Wenn Dinge in der Luft liegen, so ist das an diesem 2. Juli zumindest in Mexiko- Stadt der Fall. Fast überall ein ungewöhnlicher Andrang vor den Wahllokalen und eine heitere, gelöste Stimmung. Ein Beispiel dafür ist das Wahllokal in der Grundschule „Las Rosas“ in dem kleinen Stadtviertel Periodistas. Die Leute kennen sich und die jeweiligen Parteipräferenzen. Von der befürchteten Aggressivität keine Spur. Vielmehr wird nach der Stimmabgabe die Gelegenheit zum Gespräch genutzt. Was auffällt: Kaum jemand spricht sich für die PRI aus. Eine mexikanische Kollegin, die aus dem Viertel stammt, ist dennoch skeptisch. „Der Wille der Bevölkerung, ihrem Wunsch nach ungefälschten Wahlen Geltung zu verschaffen, steht gegen die Kapazität der Regierung, ihre Manipulationen durchzuführen.“ Wenige hundert Meter weiter sperren verärgerte Bürger kurz darauf eine der Hauptverkehrsadern. Sie protestieren, weil in einem Wahllokal für Durchreisende, die ihren Wohnsitz in anderen Orten haben, die Stimmzettel ausgegangen sind. Doch es kommt zu keinen gewalttätigen Ausschreitungen. Wie in anderen Bundesstaaten macht sich nur der Frust breit, vom Stimmrecht nicht Gebrauch machen zu dürfen.

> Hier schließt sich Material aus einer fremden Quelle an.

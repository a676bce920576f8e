//! Core types, configuration, and error handling for devtrack.
//!
//! This crate provides the shared foundation used by all other devtrack crates:
//! - [`DevtrackError`]: unified error type using `thiserror`
//! - [`TrackerConfig`]: configuration loaded from `.devtrack.toml`
//! - Shared records: [`ProjectMeta`], [`ContributorRecord`], [`EventRecord`],
//!   [`SeriesPoint`], plus [`EventKind`] and [`OutputFormat`]

mod config;
mod error;
mod types;

pub use config::{DashboardConfig, DataConfig, FilterConfig, TagMatch, TrackerConfig};
pub use error::DevtrackError;
pub use types::{
    ContributorRecord, Dated, EventKind, EventRecord, OutputFormat, ProjectMeta, SeriesPoint,
    Titled,
};

/// A convenience `Result` type for devtrack operations.
pub type Result<T> = std::result::Result<T, DevtrackError>;
//! Memoized dataset loading.
//!
//! Every render pass asks for the same three tables. [`LoadCache`] keeps one
//! `moka` cache per table kind, keyed by path (and, for events, the requested
//! kinds), so only the first request touches the filesystem. Entries are never
//! invalidated on their own; [`LoadCache::clear`] drops them for an explicit
//! reload.

use std::path::{Path, PathBuf};
use std::sync::Arc;

use devtrack_core::{ContributorRecord, DevtrackError, EventKind, EventRecord};
use moka::sync::Cache;

use crate::loader::{self, MetadataTable};

/// Tables kept per kind. A session reads one file of each.
const CAPACITY: u64 = 16;

/// Identity of a cached event-table load.
///
/// Kinds are sorted and deduplicated so equal argument sets produce equal
/// keys regardless of the order they were passed in.
///
/// # Examples
///
/// ```
/// use devtrack_core::EventKind;
/// use devtrack_data::cache::EventsKey;
///
/// let a = EventsKey::new("events.csv", &[EventKind::Push, EventKind::Fork]);
/// let b = EventsKey::new("events.csv", &[EventKind::Fork, EventKind::Push, EventKind::Fork]);
/// assert_eq!(a, b);
/// ```
#[derive(Debug, Clone, PartialEq, Eq, Hash)]
pub struct EventsKey {
    path: PathBuf,
    kinds: Vec<EventKind>,
}

impl EventsKey {
    /// Key for loading `path` filtered to `kinds`.
    pub fn new(path: impl Into<PathBuf>, kinds: &[EventKind]) -> Self {
        let mut kinds = kinds.to_vec();
        kinds.sort();
        kinds.dedup();
        Self {
            path: path.into(),
            kinds,
        }
    }
}

/// Process-wide memo of loaded tables.
///
/// Safe to share between threads. Concurrent requests for the same key run
/// the loader once and all receive the same `Arc`. Failed loads are not
/// cached.
///
/// # Examples
///
/// ```no_run
/// use std::path::Path;
/// use std::sync::Arc;
/// use devtrack_data::cache::LoadCache;
///
/// let cache = LoadCache::new();
/// let a = cache.contributors(Path::new("data/contribs.csv")).unwrap();
/// let b = cache.contributors(Path::new("data/contribs.csv")).unwrap();
/// assert!(Arc::ptr_eq(&a, &b));
/// ```
pub struct LoadCache {
    metadata: Cache<PathBuf, Arc<MetadataTable>>,
    contributors: Cache<PathBuf, Arc<Vec<ContributorRecord>>>,
    events: Cache<EventsKey, Arc<Vec<EventRecord>>>,
}

impl Default for LoadCache {
    fn default() -> Self {
        Self::new()
    }
}

impl LoadCache {
    /// Create an empty cache.
    pub fn new() -> Self {
        Self {
            metadata: Cache::new(CAPACITY),
            contributors: Cache::new(CAPACITY),
            events: Cache::new(CAPACITY),
        }
    }

    /// Cached [`loader::load_metadata`].
    ///
    /// # Errors
    ///
    /// Propagates the loader's error.
    pub fn metadata(&self, path: &Path) -> Result<Arc<MetadataTable>, DevtrackError> {
        self.metadata
            .try_get_with(path.to_path_buf(), || {
                tracing::debug!(path = %path.display(), "metadata cache miss");
                loader::load_metadata(path).map(Arc::new)
            })
            .map_err(unshare)
    }

    /// Cached [`loader::load_contributors`].
    ///
    /// # Errors
    ///
    /// Propagates the loader's error.
    pub fn contributors(
        &self,
        path: &Path,
    ) -> Result<Arc<Vec<ContributorRecord>>, DevtrackError> {
        self.contributors
            .try_get_with(path.to_path_buf(), || {
                tracing::debug!(path = %path.display(), "contributor cache miss");
                loader::load_contributors(path).map(Arc::new)
            })
            .map_err(unshare)
    }

    /// Cached [`loader::load_events`].
    ///
    /// # Errors
    ///
    /// Propagates the loader's error.
    pub fn events(
        &self,
        path: &Path,
        kinds: &[EventKind],
    ) -> Result<Arc<Vec<EventRecord>>, DevtrackError> {
        self.events
            .try_get_with(EventsKey::new(path, kinds), || {
                tracing::debug!(path = %path.display(), ?kinds, "event cache miss");
                loader::load_events(path, kinds).map(Arc::new)
            })
            .map_err(unshare)
    }

    /// Drop every cached table.
    pub fn clear(&self) {
        self.metadata.invalidate_all();
        self.contributors.invalidate_all();
        self.events.invalidate_all();
    }
}

/// `try_get_with` hands the loader's error to every waiter behind an `Arc`.
/// Take it back out when this caller was the only one.
fn unshare(err: Arc<DevtrackError>) -> DevtrackError {
    Arc::try_unwrap(err).unwrap_or_else(DevtrackError::Shared)
}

Viel war vor den Wahlen von den detailliert belegten Manipulationsversuchen der PRI auf dem Land die Rede. Doch der Wunsch nach Veränderung ist an diesem 2. Juli zu groß. Anscheinend haben die Menschen ihre Angst verloren und vertrauen darauf, dass ihre Stimmabgabe in der Wahlkabine geheim bleibt. Entscheidenden Einfluss haben die Wahlgeschenke der Regierungspartei im Nachhinein nicht gehabt. Um kurz nach 23 Uhr müssen die „Krieger“ der PRI vor dem Willen der Bevölkerung kapitulieren. Sie sind müde nach 71 Jahren und lassen es nicht mehr auf eine Konfrontation ankommen. Ob Vicente Fox von der PAN tatsächlich der geeignete Präsident ist, um in den kommenden sechs Jahren die mexikanische Politik zu führen, steht am Sonntagabend für viele nicht im Vordergrund. Wichtig ist das Ende einer Ära, die immer mehr zum Synonym für Korruption, soziale Ungerechtigkeit und Straffreiheit wurde. Das der Abschied an diesem Tag in dieser gelassenen und ausgelassenen Stimmung geschieht, ist die eigentliche Sensation der Wahlen.

 

MEXIKO/BRD

 Ökumenischer Ausschuss für Indianerfragen in Amerika schreibt an Fox

(München/Mexiko-Stadt, 4. Juli 2000, Poonal).- Der Ökumenische Ausschuss für Indianerfragen in Amerika mit Sitz in München hat dem gewählten mexikanischen Präsidenten Vicente Fox zu seinem Wahlsieg gratuliert und ihm Erfolg bei seiner Ankündigung gewünscht, „eine gerechtere Gesellschaft“ aufzubauen. In dem Brief, der von dem Ausschussvorsitzenden, Professor Dr. Othmar Noggler unterzeichnet ist, werden „inständigst“ mehrere Bitten bezüglich der Situation im Bundesstaat Chiapas formuliert.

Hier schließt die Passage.